Start of Material supplied

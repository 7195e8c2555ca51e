//! End-to-end properties of the color shift engine.
//!
//! Covers identity, round-trip, hue wrap, determinism, clamping, the
//! reference-to-target scenario, empty images, and parameter snapshots under
//! concurrent reconfiguration.

use std::sync::atomic::{AtomicBool, Ordering};

use approx::assert_abs_diff_eq;
use hueshift_core::{Color, Hsv, Image};
use hueshift_ops::{ColorShiftEngine, ShiftParameters, DEFAULT_REFERENCE};

// ============================================================================
// Helpers
// ============================================================================

/// Every 17th value per channel: 16^3 colors covering both ends of each axis.
fn color_grid() -> Image {
    let steps: Vec<u8> = (0..=255u16).step_by(17).map(|v| v as u8).collect();
    let mut pixels = Vec::new();
    for &r in &steps {
        for &g in &steps {
            for &b in &steps {
                pixels.push(Color::new(r, g, b));
            }
        }
    }
    let width = steps.len() as u32;
    let height = (pixels.len() / steps.len()) as u32;
    Image::from_pixels(width, height, pixels).unwrap()
}

fn assert_within_one(actual: &Image, expected: &Image) {
    assert_eq!(actual.dimensions(), expected.dimensions());
    for ((x, y, a), e) in actual.pixels().zip(expected.data()) {
        for (ca, ce) in a.to_array().into_iter().zip(e.to_array()) {
            assert!(ca.abs_diff(ce) <= 1, "pixel ({x}, {y}): {a} vs {e}");
        }
    }
}

// ============================================================================
// Properties
// ============================================================================

#[test]
fn identity_when_target_equals_reference() {
    let engine = ColorShiftEngine::new(DEFAULT_REFERENCE).unwrap();
    engine.configure(DEFAULT_REFERENCE);

    let p = engine.parameters();
    assert_abs_diff_eq!(p.hue_rotation, 0.0, epsilon = 1e-12);
    assert_abs_diff_eq!(p.saturation_scale, 1.0, epsilon = 1e-12);
    assert_abs_diff_eq!(p.value_scale, 1.0, epsilon = 1e-12);

    let src = color_grid();
    assert_within_one(&engine.apply(&src), &src);
}

#[test]
fn rgb_hsv_round_trip() {
    let src = color_grid();
    let back = src.mapped(|c| c.to_hsv().to_color());
    assert_within_one(&back, &src);
}

#[test]
fn hue_rotation_wraps_into_unit_interval() {
    let p = ShiftParameters::between(
        Hsv::new(0.9, 1.0, 1.0).unwrap(),
        Hsv::new(0.1, 1.0, 1.0).unwrap(),
    )
    .unwrap();
    assert_abs_diff_eq!(p.hue_rotation, -0.8, epsilon = 1e-12);
    assert_abs_diff_eq!(p.shift_hsv(Hsv { h: 0.95, s: 1.0, v: 1.0 }).h, 0.15, epsilon = 1e-12);
    assert_abs_diff_eq!(p.shift_hsv(Hsv { h: 0.05, s: 1.0, v: 1.0 }).h, 0.25, epsilon = 1e-12);

    for i in 0..100 {
        let h = p.shift_hsv(Hsv { h: f64::from(i) / 100.0, s: 1.0, v: 1.0 }).h;
        assert!((0.0..1.0).contains(&h));
    }
}

#[test]
fn apply_is_deterministic() {
    let engine = ColorShiftEngine::default();
    engine.configure(Color::new(40, 180, 220));
    let src = color_grid();

    let first = engine.apply(&src);
    let second = engine.apply(&src);
    assert_eq!(first.to_rgb_bytes(), second.to_rgb_bytes());
}

#[test]
fn parallel_matches_sequential_reference() {
    let engine = ColorShiftEngine::default();
    engine.configure(Color::new(200, 30, 120));
    let params = engine.parameters();
    let src = color_grid();

    let sequential = src.mapped(|c| params.shift_color(c));
    assert_eq!(engine.apply(&src), sequential);
}

#[test]
fn oversaturation_is_clamped() {
    // reference saturation 1/3, target saturation 1: scale 3
    let engine = ColorShiftEngine::new(Color::new(255, 170, 170)).unwrap();
    engine.configure(Color::new(255, 0, 0));
    assert_abs_diff_eq!(engine.parameters().saturation_scale, 3.0, epsilon = 1e-9);

    // s = 0.9 becomes 2.7
    let src = Image::filled(2, 2, Color::new(255, 25, 25));
    let dst = engine.apply(&src);
    assert!(dst.data().iter().all(|&c| c == Color::new(255, 0, 0)));
}

#[test]
fn value_overflow_is_clamped() {
    let engine = ColorShiftEngine::new(Color::new(128, 0, 0)).unwrap();
    engine.configure(Color::new(255, 0, 0));
    assert_abs_diff_eq!(engine.parameters().value_scale, 255.0 / 128.0, epsilon = 1e-9);

    // v = 200/255 becomes 1.5625; red saturates, the others scale to 0.78125
    let src = Image::filled(2, 2, Color::new(200, 100, 100));
    let dst = engine.apply(&src);
    assert!(dst.data().iter().all(|&c| c == Color::new(255, 199, 199)));
    assert_eq!(engine.shift_color(Color::WHITE), Color::WHITE);
}

#[test]
fn reference_shifted_to_blue() {
    let reference = Color::new(243, 117, 2);
    let engine = ColorShiftEngine::new(reference).unwrap();
    engine.configure(Color::new(0, 0, 255));

    let p = engine.parameters();
    assert_abs_diff_eq!(p.hue_rotation, 0.5871, epsilon = 1e-3);
    assert_abs_diff_eq!(p.saturation_scale, 1.0083, epsilon = 1e-3);
    assert_abs_diff_eq!(p.value_scale, 1.0494, epsilon = 1e-3);

    let dst = engine.apply(&Image::filled(1, 1, reference));
    assert_within_one(&dst, &Image::filled(1, 1, Color::new(0, 0, 255)));
}

#[test]
fn empty_images() {
    let engine = ColorShiftEngine::default();
    engine.configure(Color::new(0, 255, 0));
    for (w, h) in [(0, 0), (0, 3), (3, 0)] {
        let dst = engine.apply(&Image::new(w, h));
        assert_eq!(dst.dimensions(), (w, h));
        assert!(dst.is_empty());
    }
}

#[test]
fn reconfigure_replaces_parameters() {
    let engine = ColorShiftEngine::default();
    engine.configure(Color::new(0, 255, 0));
    let green = engine.parameters();
    engine.configure(Color::new(0, 0, 255));
    let blue = engine.parameters();
    assert_ne!(green, blue);

    engine.configure(Color::new(0, 255, 0));
    assert_eq!(engine.parameters(), green);
}

#[test]
fn concurrent_configure_never_tears() {
    let engine = ColorShiftEngine::default();
    let targets = [Color::new(0, 255, 0), Color::new(60, 0, 200)];
    let src = color_grid();

    let expected: Vec<Image> = targets
        .iter()
        .map(|&t| {
            let params = ShiftParameters::between(DEFAULT_REFERENCE.to_hsv(), t.to_hsv()).unwrap();
            src.mapped(|c| params.shift_color(c))
        })
        .collect();

    engine.configure(targets[0]);
    let done = AtomicBool::new(false);

    std::thread::scope(|s| {
        s.spawn(|| {
            let mut i = 0;
            while !done.load(Ordering::Relaxed) {
                engine.configure(targets[i % 2]);
                i += 1;
            }
        });

        for _ in 0..20 {
            let out = engine.apply(&src);
            assert!(
                out == expected[0] || out == expected[1],
                "apply mixed parameters from two configurations"
            );
        }
        done.store(true, Ordering::Relaxed);
    });
}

End of Material supplied

Each line above that contains the word "epsilon" should be returned.

**Result of the task:**
    assert_abs_diff_eq!(p.hue_rotation, 0.0, epsilon = 1e-12);
    assert_abs_diff_eq!(p.saturation_scale, 1.0, epsilon = 1e-12);
    assert_abs_diff_eq!(p.value_scale, 1.0, epsilon = 1e-12);
    assert_abs_diff_eq!(p.hue_rotation, -0.8, epsilon = 1e-12);
    assert_abs_diff_eq!(p.shift_hsv(Hsv { h: 0.95, s: 1.0, v: 1.0 }).h, 0.15, epsilon = 1e-12);
    assert_abs_diff_eq!(p.shift_hsv(Hsv { h: 0.05, s: 1.0, v: 1.0 }).h, 0.25, epsilon = 1e-12);
    assert_abs_diff_eq!(engine.parameters().saturation_scale, 3.0, epsilon = 1e-9);
    assert_abs_diff_eq!(engine.parameters().value_scale, 255.0 / 128.0, epsilon = 1e-9);
    assert_abs_diff_eq!(p.hue_rotation, 0.5871, epsilon = 1e-3);
    assert_abs_diff_eq!(p.saturation_scale, 1.0083, epsilon = 1e-3);
    assert_abs_diff_eq!(p.value_scale, 1.0494, epsilon = 1e-3);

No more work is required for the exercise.